Interestingly I setup a gmail account a few months ago for testing and 
have received over 100 spams on that account and have never even used it.

My main email address gets VERY little spam (maybe less than 10 a wk) 
and Ive used it for 4 years. I consider having disposable email accounts 
(like yahoo and gmail in my case) necessary, as nobody except my regular 
contacts ever gets my real email.



Joseph Steig wrote:
>    ** Be sure to fill out the survey/skills inventory in the member's area.
>    ** If you did, we all thank you.
>
>
>   
>
> ------------------------------------------------------------------------
>
> I received over 88,000 Spam messages in the last 30 days! Just checked 
> my Spam "folder" which I never normally do.
>
> And almost NONE of them came into my inbox--perhaps a dozen a day at 
> most on a bad day.
>
> I use Google's GMail. I have seven e-mail addresses that neatly flow 
> into one inbox. I have only ONCE in the last year had Google 
> incorrectly identify something as SPAM--I never normally check my Spam 
> "folder". ("Folder" is in quotes because GMail doesn't actually use 
> folders but rather uses tags.)
>
> I sound like an advertisement for Google, but with Google in my life, 
> Spam no longer exists as a concern for me--it's Google's worry and 
> they handle it beautifully.
>
> And yes I know, Sergey and Larry and the CIA are reading my e-mail. 

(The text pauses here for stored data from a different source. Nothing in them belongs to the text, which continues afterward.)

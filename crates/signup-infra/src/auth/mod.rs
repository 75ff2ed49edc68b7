//! Credential hashing implementations.

mod password;

use std::sync::Arc;

use signup_core::error::RepoError;
use signup_core::ports::CredentialHasher;

pub use password::{Argon2PasswordService, HashCost};

/// Run the hasher on the blocking pool. Argon2 is CPU-bound.
pub(crate) async fn hash_credential(
    hasher: &Arc<dyn CredentialHasher>,
    plain: String,
) -> Result<String, RepoError> {
    let hasher = Arc::clone(hasher);
    tokio::task::spawn_blocking(move || hasher.hash(&plain))
        .await
        .map_err(|e| RepoError::Hashing(e.to_string()))?
        .map_err(|e| RepoError::Hashing(e.0))
}
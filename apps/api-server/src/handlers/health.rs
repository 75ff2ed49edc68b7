//! Health check endpoint.

use actix_web::{HttpResponse, web};
use serde::Serialize;

use crate::state::AppState;

#[derive(Serialize)]
pub struct HealthResponse {
    pub status: &'static str,
    pub version: &'static str,
    pub timestamp: String,
    /// Which user store is serving requests.
    pub store: &'static str,
}

/// GET /health
pub async fn health_check(state: web::Data<AppState>) -> HttpResponse {
    let response = HealthResponse {
        status: "ok",
        version: env!("CARGO_PKG_VERSION"),
        timestamp: chrono::Utc::now().to_rfc3339(),
        store: state.store_kind,
    };

    HttpResponse::Ok().json(response)
}
//! Credential hashing port.

/// One-way, salted credential hashing.
pub trait CredentialHasher: Send + Sync {
    /// Hash a plaintext credential into a self-describing hash string.
    fn hash(&self, plain: &str) -> Result<String, HashingError>;

    /// Check a plaintext credential against a stored hash.
    fn verify(&self, plain: &str, hash: &str) -> Result<bool, HashingError>;
}

#[derive(Debug, thiserror::Error)]
#[error("Hashing error: {0}")]
pub struct HashingError(pub String);
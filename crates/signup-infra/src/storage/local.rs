//! Local-disk file store for uploaded images.

use std::path::{Path, PathBuf};

use async_trait::async_trait;
use bytes::Bytes;
use chrono::Utc;
use tokio::fs;
use tokio::io::AsyncWriteExt;
use uuid::Uuid;

use signup_core::ports::{FileStore, StorageError};
use signup_core::validation::extension_of;

pub const DEFAULT_UPLOAD_DIR: &str = "uploads/images";

/// Writes uploads under a fixed base directory as
/// `<uuid>_<unix-timestamp><extension>`.
///
/// The random component keeps concurrent uploads of the same source filename
/// apart, so no locking is needed.
pub struct LocalFileStore {
    base_dir: PathBuf,
}

impl LocalFileStore {
    pub fn new(base_dir: impl Into<PathBuf>) -> Self {
        Self {
            base_dir: base_dir.into(),
        }
    }

    pub fn base_dir(&self) -> &Path {
        &self.base_dir
    }

    fn unique_name(original_filename: &str) -> String {
        format!(
            "{}_{}{}",
            Uuid::new_v4(),
            Utc::now().timestamp(),
            extension_of(original_filename)
        )
    }
}

impl Default for LocalFileStore {
    fn default() -> Self {
        Self::new(DEFAULT_UPLOAD_DIR)
    }
}

#[async_trait]
impl FileStore for LocalFileStore {
    async fn save(&self, original_filename: &str, body: Bytes) -> Result<String, StorageError> {
        fs::create_dir_all(&self.base_dir)
            .await
            .map_err(|source| StorageError::CreateDir {
                path: self.base_dir.display().to_string(),
                source,
            })?;

        let path = self.base_dir.join(Self::unique_name(original_filename));
        let stored = path.display().to_string();

        let mut file = fs::File::create(&path)
            .await
            .map_err(|source| StorageError::Open {
                path: stored.clone(),
                source,
            })?;

        file.write_all(&body)
            .await
            .map_err(|source| StorageError::Write {
                path: stored.clone(),
                source,
            })?;
        file.flush().await.map_err(|source| StorageError::Write {
            path: stored.clone(),
            source,
        })?;

        tracing::debug!(path = %stored, bytes = body.len(), "Stored uploaded file");
        Ok(stored)
    }

    async fn remove(&self, path: &str) -> Result<(), StorageError> {
        fs::remove_file(path)
            .await
            .map_err(|source| StorageError::Remove {
                path: path.to_string(),
                source,
            })?;

        tracing::debug!(path = %path, "Removed stored file");
        Ok(())
    }
}

#[cfg(test)]
mod tests {
    use super::*;

    fn store_in(dir: &tempfile::TempDir) -> LocalFileStore {
        LocalFileStore::new(dir.path().join("uploads").join("images"))
    }

    #[tokio::test]
    async fn test_save_creates_directory_and_copies_bytes() {
        let dir = tempfile::tempdir().unwrap();
        let store = store_in(&dir);

        let path = store
            .save("photo.png", Bytes::from_static(b"\x89PNG data"))
            .await
            .unwrap();

        assert!(store.base_dir().is_dir());
        assert_eq!(std::fs::read(&path).unwrap(), b"\x89PNG data");
    }

    #[tokio::test]
    async fn test_generated_name_layout() {
        let dir = tempfile::tempdir().unwrap();
        let store = store_in(&dir);

        let path = store.save("Holiday.JPG", Bytes::from_static(b"x")).await.unwrap();
        let name = Path::new(&path).file_name().unwrap().to_str().unwrap();

        let (id, rest) = name.split_once('_').unwrap();
        assert!(Uuid::parse_str(id).is_ok());
        let timestamp = rest.strip_suffix(".JPG").unwrap();
        assert!(timestamp.parse::<i64>().unwrap() > 0);
        assert!(path.starts_with(&store.base_dir().display().to_string()));
    }

    #[tokio::test]
    async fn test_concurrent_saves_with_same_name_do_not_collide() {
        let dir = tempfile::tempdir().unwrap();
        let store = store_in(&dir);

        let (a, b) = futures::join!(
            store.save("photo.png", Bytes::from_static(b"first")),
            store.save("photo.png", Bytes::from_static(b"second")),
        );
        let (a, b) = (a.unwrap(), b.unwrap());

        assert_ne!(a, b);
        assert_eq!(std::fs::read(&a).unwrap(), b"first");
        assert_eq!(std::fs::read(&b).unwrap(), b"second");
    }

    #[tokio::test]
    async fn test_remove_deletes_file() {
        let dir = tempfile::tempdir().unwrap();
        let store = store_in(&dir);

        let path = store.save("photo.gif", Bytes::from_static(b"gif")).await.unwrap();
        store.remove(&path).await.unwrap();

        assert!(!Path::new(&path).exists());
        assert!(matches!(
            store.remove(&path).await,
            Err(StorageError::Remove { .. })
        ));
    }

    #[tokio::test]
    async fn test_save_fails_when_base_is_a_file() {
        let dir = tempfile::tempdir().unwrap();
        let blocker = dir.path().join("blocked");
        std::fs::write(&blocker, b"not a directory").unwrap();
        let store = LocalFileStore::new(blocker.join("images"));

        let err = store.save("photo.png", Bytes::from_static(b"x")).await;
        assert!(matches!(err, Err(StorageError::CreateDir { .. })));
    }
}
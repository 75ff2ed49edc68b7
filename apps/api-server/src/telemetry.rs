//! Telemetry initialization.

use tracing_subscriber::{EnvFilter, layer::SubscriberExt, util::SubscriberInitExt};

/// Telemetry configuration.
#[derive(Debug, Clone)]
pub struct TelemetryConfig {
    /// Enable JSON logging (for production).
    pub json_logs: bool,
    pub service_name: String,
}

impl Default for TelemetryConfig {
    fn default() -> Self {
        Self {
            json_logs: false,
            service_name: "signup-api".to_string(),
        }
    }
}

impl TelemetryConfig {
    /// Load configuration from environment variables.
    pub fn from_env() -> Self {
        let defaults = Self::default();
        Self {
            json_logs: std::env::var("LOG_FORMAT")
                .map(|v| v.to_lowercase() == "json")
                .unwrap_or(defaults.json_logs),
            service_name: std::env::var("SERVICE_NAME").unwrap_or(defaults.service_name),
        }
    }
}

/// Install the global tracing subscriber.
pub fn init_telemetry(config: &TelemetryConfig) {
    let env_filter = EnvFilter::try_from_default_env()
        .unwrap_or_else(|_| EnvFilter::new("info,api_server=debug,signup_infra=debug"));

    if config.json_logs {
        tracing_subscriber::registry()
            .with(env_filter)
            .with(tracing_subscriber::fmt::layer().json())
            .init();
    } else {
        tracing_subscriber::registry()
            .with(env_filter)
            .with(tracing_subscriber::fmt::layer().pretty())
            .init();
    }

    tracing::info!(
        service = %config.service_name,
        json_logs = config.json_logs,
        "Telemetry initialized"
    );
}
//! HTTP handlers and route configuration.

mod form;
mod health;
mod users;

use actix_web::{HttpResponse, web};

use crate::middleware::error::{AppError, AppResult};

/// Configure all application routes.
pub fn configure_routes(cfg: &mut web::ServiceConfig) {
    cfg.route("/health", web::get().to(health::health_check))
        .service(
            web::resource("/users")
                .route(web::post().to(users::create_user))
                .route(web::get().to(users::list_users))
                .default_service(web::to(method_not_allowed)),
        )
        .service(
            web::resource("/users/{id}")
                .route(web::get().to(users::get_user))
                .default_service(web::to(method_not_allowed)),
        );
}

/// Fallback for paths no route matches.
pub async fn not_found() -> AppResult<HttpResponse> {
    Err(AppError::NotFound("Not found".to_string()))
}

async fn method_not_allowed() -> AppResult<HttpResponse> {
    Err(AppError::MethodNotAllowed)
}
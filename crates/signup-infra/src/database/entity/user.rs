//! User entity for SeaORM.

use sea_orm::entity::prelude::*;

/// `id` and `created_at` come from column defaults (`gen_random_uuid()`,
/// `now()`) and are read back on insert.
#[derive(Clone, Debug, PartialEq, Eq, DeriveEntityModel)]
#[sea_orm(table_name = "users")]
pub struct Model {
    #[sea_orm(primary_key, auto_increment = false)]
    pub id: Uuid,
    pub name: String,
    pub password_hash: String,
    pub image_path: String,
    #[sea_orm(column_type = "Text")]
    pub content: String,
    pub created_at: DateTimeWithTimeZone,
}

#[derive(Copy, Clone, Debug, EnumIter, DeriveRelation)]
pub enum Relation {}

impl ActiveModelBehavior for ActiveModel {}

/// Conversion from SeaORM Model to Domain User.
impl From<Model> for signup_core::domain::User {
    fn from(model: Model) -> Self {
        Self {
            id: model.id,
            name: model.name,
            password_hash: model.password_hash,
            image_path: model.image_path,
            content: model.content,
            created_at: model.created_at.into(),
        }
    }
}
//! Sampling frequency catalog and date range resolution
//!
//! Providers cap how much history is available at fine granularities, so each
//! frequency maps to a lookback window. Frequencies without one request the
//! full available history.

use chrono::{DateTime, Duration, Utc};
use rand::seq::SliceRandom;
use rand::Rng;
use serde::{Deserialize, Serialize};
use std::collections::HashMap;
use std::fmt;
use std::str::FromStr;
use tracing::warn;

/// Sampling granularity of a history request
#[derive(Debug, Clone, Copy, PartialEq, Eq, Hash, PartialOrd, Ord, Serialize, Deserialize)]
pub enum Frequency {
    #[serde(rename = "1m")]
    Min1,
    #[serde(rename = "2m")]
    Min2,
    #[serde(rename = "5m")]
    Min5,
    #[serde(rename = "15m")]
    Min15,
    #[serde(rename = "30m")]
    Min30,
    #[serde(rename = "60m")]
    Min60,
    #[serde(rename = "90m")]
    Min90,
    #[serde(rename = "1h")]
    Hour1,
    #[serde(rename = "1d")]
    Day1,
    #[serde(rename = "5d")]
    Day5,
    #[serde(rename = "1wk")]
    Week1,
    #[serde(rename = "1mo")]
    Month1,
    #[serde(rename = "3mo")]
    Month3,
}

impl Frequency {
    /// Full catalog, finest first
    pub const CATALOG: [Frequency; 13] = [
        Frequency::Min1,
        Frequency::Min2,
        Frequency::Min5,
        Frequency::Min15,
        Frequency::Min30,
        Frequency::Min60,
        Frequency::Min90,
        Frequency::Hour1,
        Frequency::Day1,
        Frequency::Day5,
        Frequency::Week1,
        Frequency::Month1,
        Frequency::Month3,
    ];

    /// Provider interval token
    pub fn as_str(&self) -> &'static str {
        match self {
            Frequency::Min1 => "1m",
            Frequency::Min2 => "2m",
            Frequency::Min5 => "5m",
            Frequency::Min15 => "15m",
            Frequency::Min30 => "30m",
            Frequency::Min60 => "60m",
            Frequency::Min90 => "90m",
            Frequency::Hour1 => "1h",
            Frequency::Day1 => "1d",
            Frequency::Day5 => "5d",
            Frequency::Week1 => "1wk",
            Frequency::Month1 => "1mo",
            Frequency::Month3 => "3mo",
        }
    }

    /// True for bars wider than one trading day
    pub fn is_coarser_than_daily(&self) -> bool {
        matches!(
            self,
            Frequency::Day5 | Frequency::Week1 | Frequency::Month1 | Frequency::Month3
        )
    }
}

impl fmt::Display for Frequency {
    fn fmt(&self, f: &mut fmt::Formatter<'_>) -> fmt::Result {
        f.write_str(self.as_str())
    }
}

impl FromStr for Frequency {
    type Err = String;

    fn from_str(s: &str) -> Result<Self, Self::Err> {
        Frequency::CATALOG
            .iter()
            .copied()
            .find(|f| f.as_str() == s)
            .ok_or_else(|| {
                format!(
                    "unknown frequency '{}', expected one of: {}",
                    s,
                    Frequency::CATALOG.map(|f| f.as_str()).join(", ")
                )
            })
    }
}

/// Pick a frequency uniformly from the catalog
pub fn resolve_frequency<R: Rng + ?Sized>(rng: &mut R) -> Frequency {
    *Frequency::CATALOG
        .choose(rng)
        .unwrap_or(&Frequency::Day1)
}

/// Days of history the provider serves per frequency
pub type LookbackTable = HashMap<Frequency, i64>;

/// Lookback limits of the public chart API.
///
/// `60m` has no entry and requests full history.
pub const DEFAULT_LOOKBACK_DAYS: &[(Frequency, i64)] = &[
    (Frequency::Min1, 6),
    (Frequency::Min2, 59),
    (Frequency::Min5, 59),
    (Frequency::Min15, 59),
    (Frequency::Min30, 59),
    (Frequency::Min90, 59),
    (Frequency::Hour1, 300),
];

/// Longest lookback a table entry may hold
pub const MAX_LOOKBACK_DAYS: i64 = 365 * 200;

pub fn default_lookback_table() -> LookbackTable {
    DEFAULT_LOOKBACK_DAYS.iter().copied().collect()
}

/// Requested history span; `start == None` means "maximum available"
#[derive(Debug, Clone, Copy, PartialEq, Eq, Serialize, Deserialize)]
pub struct DateRange {
    pub start: Option<DateTime<Utc>>,
    pub end: DateTime<Utc>,
}

impl DateRange {
    pub fn is_full_history(&self) -> bool {
        self.start.is_none()
    }
}

impl fmt::Display for DateRange {
    fn fmt(&self, f: &mut fmt::Formatter<'_>) -> fmt::Result {
        match self.start {
            Some(start) => write!(
                f,
                "{} to {}",
                start.format("%Y-%m-%d"),
                self.end.format("%Y-%m-%d")
            ),
            None => write!(f, "max to {}", self.end.format("%Y-%m-%d")),
        }
    }
}

/// Resolve the request range for `freq` using the default lookback table
pub fn resolve_range(freq: Frequency, now: DateTime<Utc>) -> DateRange {
    resolve_range_with(&default_lookback_table(), freq, now)
}

/// Resolve the request range for `freq` using a configured lookback table.
///
/// Entries outside `1..=MAX_LOOKBACK_DAYS` fall back to full history.
pub fn resolve_range_with(table: &LookbackTable, freq: Frequency, now: DateTime<Utc>) -> DateRange {
    let start = table.get(&freq).and_then(|&days| {
        let start = lookback_start(now, days);
        if start.is_none() {
            warn!("Ignoring lookback of {} days for {}", days, freq);
        }
        start
    });
    DateRange { start, end: now }
}

fn lookback_start(now: DateTime<Utc>, days: i64) -> Option<DateTime<Utc>> {
    if !(1..=MAX_LOOKBACK_DAYS).contains(&days) {
        return None;
    }
    Duration::try_days(days).and_then(|span| now.checked_sub_signed(span))
}

/// Check every entry lies in `1..=MAX_LOOKBACK_DAYS`
pub fn validate_lookback(table: &LookbackTable) -> Result<(), String> {
    let mut invalid: Vec<_> = table
        .iter()
        .filter(|(_, days)| !(1..=MAX_LOOKBACK_DAYS).contains(*days))
        .collect();
    invalid.sort();
    match invalid.first() {
        None => Ok(()),
        Some((freq, days)) => Err(format!(
            "lookback for {} must be between 1 and {} days, got {}",
            freq, MAX_LOOKBACK_DAYS, days
        )),
    }
}

#[cfg(test)]
mod tests {
    use super::*;
    use chrono::TimeZone;
    use rand::SeedableRng;
    use rand_chacha::ChaCha8Rng;

    fn now() -> DateTime<Utc> {
        Utc.with_ymd_and_hms(2024, 6, 14, 12, 0, 0).unwrap()
    }

    #[test]
    fn test_unbounded_frequencies_request_full_history() {
        for freq in [
            Frequency::Min60,
            Frequency::Day1,
            Frequency::Day5,
            Frequency::Week1,
            Frequency::Month1,
            Frequency::Month3,
        ] {
            let range = resolve_range(freq, now());
            assert!(range.is_full_history(), "{} should be unbounded", freq);
            assert_eq!(range.end, now());
        }
    }

    #[test]
    fn test_bounded_frequencies_use_lookback() {
        for (freq, days) in DEFAULT_LOOKBACK_DAYS {
            let range = resolve_range(*freq, now());
            assert_eq!(range.start, Some(now() - Duration::days(*days)));
        }
    }

    #[test]
    fn test_configured_table_matches_default() {
        let table = default_lookback_table();
        for freq in Frequency::CATALOG {
            assert_eq!(resolve_range_with(&table, freq, now()), resolve_range(freq, now()));
        }
    }

    #[test]
    fn test_out_of_range_lookback_requests_full_history() {
        let mut table = LookbackTable::new();
        table.insert(Frequency::Day1, 100_000_000);
        table.insert(Frequency::Min5, -30);
        table.insert(Frequency::Min1, 0);

        for freq in [Frequency::Day1, Frequency::Min5, Frequency::Min1] {
            let range = resolve_range_with(&table, freq, now());
            assert!(range.is_full_history());
            assert_eq!(range.end, now());
        }
    }

    #[test]
    fn test_validate_lookback() {
        assert!(validate_lookback(&default_lookback_table()).is_ok());

        let mut table = default_lookback_table();
        table.insert(Frequency::Day1, -30);
        let err = validate_lookback(&table).unwrap_err();
        assert!(err.contains("1d"));

        table.insert(Frequency::Day1, MAX_LOOKBACK_DAYS + 1);
        assert!(validate_lookback(&table).is_err());
    }

    #[test]
    fn test_parse_round_trip() {
        for freq in Frequency::CATALOG {
            assert_eq!(freq.as_str().parse::<Frequency>().unwrap(), freq);
        }
        assert!("2h".parse::<Frequency>().is_err());
    }

    #[test]
    fn test_resolve_frequency_is_seed_deterministic() {
        let mut a = ChaCha8Rng::seed_from_u64(7);
        let mut b = ChaCha8Rng::seed_from_u64(7);
        let first: Vec<_> = (0..20).map(|_| resolve_frequency(&mut a)).collect();
        let second: Vec<_> = (0..20).map(|_| resolve_frequency(&mut b)).collect();
        assert_eq!(first, second);
    }

    #[test]
    fn test_serde_tokens() {
        let json = serde_json::to_string(&Frequency::Week1).unwrap();
        assert_eq!(json, "\"1wk\"");
        let table: LookbackTable = serde_json::from_str(r#"{"1m": 7, "1h": 100}"#).unwrap();
        assert_eq!(table.get(&Frequency::Min1), Some(&7));
    }
}
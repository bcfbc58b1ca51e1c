//! Destinations for generation records
//!
//! Records are append-only. The in-memory sink is bounded and evicts the
//! oldest entry when full; the CSV sink appends every record to disk.

use std::collections::VecDeque;
use std::fs::OpenOptions;
use std::path::{Path, PathBuf};
use std::sync::{Arc, Mutex};
use tracing::{info, warn};

use crate::error::SinkError;
use crate::types::GenerationRecord;

pub const DEFAULT_CAPACITY: usize = 100_000;

/// Append-only record destination
pub trait RecordSink: Send {
    fn append(&mut self, record: GenerationRecord) -> Result<(), SinkError>;

    fn flush(&mut self) -> Result<(), SinkError> {
        Ok(())
    }
}

/// Bounded in-memory buffer
#[derive(Debug, Clone)]
pub struct MemorySink {
    records: VecDeque<GenerationRecord>,
    capacity: usize,
    evicted: usize,
}

impl MemorySink {
    pub fn new(capacity: usize) -> Self {
        Self {
            records: VecDeque::new(),
            capacity: capacity.max(1),
            evicted: 0,
        }
    }

    pub fn len(&self) -> usize {
        self.records.len()
    }

    pub fn is_empty(&self) -> bool {
        self.records.is_empty()
    }

    pub fn capacity(&self) -> usize {
        self.capacity
    }

    /// Records dropped to stay within capacity
    pub fn evicted(&self) -> usize {
        self.evicted
    }

    pub fn records(&self) -> impl Iterator<Item = &GenerationRecord> {
        self.records.iter()
    }

    pub fn drain(&mut self) -> Vec<GenerationRecord> {
        self.records.drain(..).collect()
    }

    /// Write all buffered records to a CSV file with a header
    pub fn export_csv(&self, path: impl AsRef<Path>) -> Result<PathBuf, SinkError> {
        let path = path.as_ref();
        if let Some(parent) = path.parent() {
            std::fs::create_dir_all(parent)?;
        }

        let mut writer = csv::Writer::from_path(path)?;
        for record in &self.records {
            writer.serialize(record)?;
        }
        writer.flush()?;

        info!("Exported {} records to {}", self.records.len(), path.display());
        Ok(path.to_path_buf())
    }
}

impl Default for MemorySink {
    fn default() -> Self {
        Self::new(DEFAULT_CAPACITY)
    }
}

impl RecordSink for MemorySink {
    fn append(&mut self, record: GenerationRecord) -> Result<(), SinkError> {
        if self.records.len() >= self.capacity {
            self.records.pop_front();
            self.evicted += 1;
            if self.evicted == 1 || self.evicted % 1_000 == 0 {
                warn!(
                    "Record buffer full ({}), evicted {} oldest record(s)",
                    self.capacity, self.evicted
                );
            }
        }
        self.records.push_back(record);
        Ok(())
    }
}

/// Append-only CSV log
pub struct CsvSink {
    writer: csv::Writer<std::fs::File>,
    path: PathBuf,
    written: usize,
}

impl CsvSink {
    /// Open `path` for appending; the header is written only to a new file
    pub fn open(path: impl AsRef<Path>) -> Result<Self, SinkError> {
        let path = path.as_ref().to_path_buf();
        if let Some(parent) = path.parent() {
            std::fs::create_dir_all(parent)?;
        }

        let has_content = std::fs::metadata(&path).map(|m| m.len() > 0).unwrap_or(false);
        let file = OpenOptions::new().create(true).append(true).open(&path)?;
        let writer = csv::WriterBuilder::new()
            .has_headers(!has_content)
            .from_writer(file);

        Ok(Self {
            writer,
            path,
            written: 0,
        })
    }

    pub fn path(&self) -> &Path {
        &self.path
    }

    pub fn written(&self) -> usize {
        self.written
    }
}

impl RecordSink for CsvSink {
    fn append(&mut self, record: GenerationRecord) -> Result<(), SinkError> {
        self.writer.serialize(&record)?;
        self.writer.flush()?;
        self.written += 1;
        Ok(())
    }

    fn flush(&mut self) -> Result<(), SinkError> {
        self.writer.flush()?;
        Ok(())
    }
}

/// Sink shared between owners, e.g. a generator and the code exporting it
pub struct SharedSink<S> {
    inner: Arc<Mutex<S>>,
}

impl<S> SharedSink<S> {
    pub fn new(sink: S) -> Self {
        Self {
            inner: Arc::new(Mutex::new(sink)),
        }
    }

    /// Run `f` against the locked sink
    pub fn with<T>(&self, f: impl FnOnce(&mut S) -> T) -> Result<T, SinkError> {
        let mut guard = self.inner.lock().map_err(|_| SinkError::Poisoned)?;
        Ok(f(&mut guard))
    }
}

impl<S> Clone for SharedSink<S> {
    fn clone(&self) -> Self {
        Self {
            inner: Arc::clone(&self.inner),
        }
    }
}

impl<S: RecordSink> RecordSink for SharedSink<S> {
    fn append(&mut self, record: GenerationRecord) -> Result<(), SinkError> {
        self.with(|sink| sink.append(record))?
    }

    fn flush(&mut self) -> Result<(), SinkError> {
        self.with(|sink| sink.flush())?
    }
}

#[cfg(test)]
mod tests {
    use super::*;
    use crate::chart::ChartKind;
    use crate::frequency::Frequency;
    use crate::types::Ticker;
    use chrono::{TimeZone, Utc};
    use uuid::Uuid;

    fn record(n: u32) -> GenerationRecord {
        let start = Utc.with_ymd_and_hms(2024, 1, 2, 14, 30, 0).unwrap();
        GenerationRecord {
            image_id: Uuid::new_v4(),
            ticker: Ticker::new(format!("T{}", n)),
            chart_kind: ChartKind::Line,
            frequency: Frequency::Day1,
            window_start: start,
            window_end: start + chrono::Duration::days(n as i64),
        }
    }

    #[test]
    fn test_memory_sink_evicts_oldest() {
        let mut sink = MemorySink::new(2);
        for n in 0..3 {
            sink.append(record(n)).unwrap();
        }

        assert_eq!(sink.len(), 2);
        assert_eq!(sink.evicted(), 1);
        let tickers: Vec<_> = sink.records().map(|r| r.ticker.to_string()).collect();
        assert_eq!(tickers, vec!["T1", "T2"]);
    }

    #[test]
    fn test_memory_sink_export() {
        let mut sink = MemorySink::default();
        sink.append(record(1)).unwrap();
        sink.append(record(2)).unwrap();

        let path = std::env::temp_dir().join(format!("chart-synth-{}.csv", Uuid::new_v4()));
        sink.export_csv(&path).unwrap();

        let mut reader = csv::Reader::from_path(&path).unwrap();
        let rows: Vec<GenerationRecord> = reader.deserialize().map(|r| r.unwrap()).collect();
        assert_eq!(rows, sink.records().cloned().collect::<Vec<_>>());
        std::fs::remove_file(path).ok();
    }

    #[test]
    fn test_csv_sink_appends_with_single_header() {
        let path = std::env::temp_dir().join(format!("chart-synth-{}.csv", Uuid::new_v4()));

        let mut first = CsvSink::open(&path).unwrap();
        first.append(record(1)).unwrap();
        drop(first);

        let mut second = CsvSink::open(&path).unwrap();
        second.append(record(2)).unwrap();
        assert_eq!(second.written(), 1);
        drop(second);

        let contents = std::fs::read_to_string(&path).unwrap();
        assert_eq!(contents.lines().count(), 3);
        assert_eq!(contents.matches("image_id").count(), 1);
        std::fs::remove_file(path).ok();
    }

    #[test]
    fn test_shared_sink() {
        let shared = SharedSink::new(MemorySink::new(10));
        let mut writer = shared.clone();
        writer.append(record(1)).unwrap();

        assert_eq!(shared.with(|s| s.len()).unwrap(), 1);
    }
}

> But small price to pay . . .
>
> ---------
> joseph at steig.com <mailto:joseph at steig.com> | 617-500-7376 EST
>
>
> On Tue, Aug 26, 2008 at 8:15 AM, Matthew Crocker <matthew at crocker.com 
> <mailto:matthew at crocker.com>> wrote:
>
>      ** Be sure to fill out the survey/skills inventory in the
>     member's area.
>      ** If you did, we all thank you.
>
>
>
>     On Aug 25, 2008, at 4:45 PM, ussailis at shaysnet.com
>     <mailto:ussailis at shaysnet.com> wrote:
>
>          ** Be sure to fill out the survey/skills inventory in the
>         member's area.
>          ** If you did, we all thank you.
>
>
>         Here's an idea.
>
>         Since I have become the owner of Shaysnet, I have had a chance
>         to look at a
>         lot of spam. What I have observed is many of my users get the
>         same stuff.
>         So, couldn't there be a program that says "if X users (let X
>         be some
>         reasonable number like 4) get the same mail, it is spam,
>         therefore deal
>         with it"
>
>
>     Thousands of my users are on the same mailing lists so they get
>     the same messages.  If I deleted identical mail after the 4th
>     message I would have a lot of angry customers.
>
>
>         Of course my "deal with it" would be to collect all the spam
>         for one day
>         and send it all back to the first spammer of that day. If
>         enough ISPs did
>         this...
>
>
>     All spam comes from a bogus sender address and if you send the
>     spam back to the address in the e-mail you become a spammer
>     yourself.  This is called a 'Joe Job'
>     http://en.wikipedia.org/wiki/Joe_job
>
>     I switched @crocker.com <http://crocker.com> & @the-spa.com
>     <http://the-spa.com> over to Postini about a year ago and haven't
>     looked back. fighting spam was a full time job for me, eating up
>     huge resources in bandwidth and CPU.   I used to have 10 high end
>     machines getting crushed by spam (greylisters, dedicated DNS,
>     spamassassin, anti-virus ...)  now with Postini I have 4 (2
>     inbound SMTP & 2 POP/IMAP toasters).     I have 2 full GigE
>     connections to the Internet in Springfield,  you would be amazed
>     how much bandwidth spammers could eat up if you let them.  I
>     regularly had several hundred mbps hitting my mail servers causing
>     a huge log jam and backing up mail for hours.
>
>     I'm 1000% better off letting Postini handle my inbound spam.  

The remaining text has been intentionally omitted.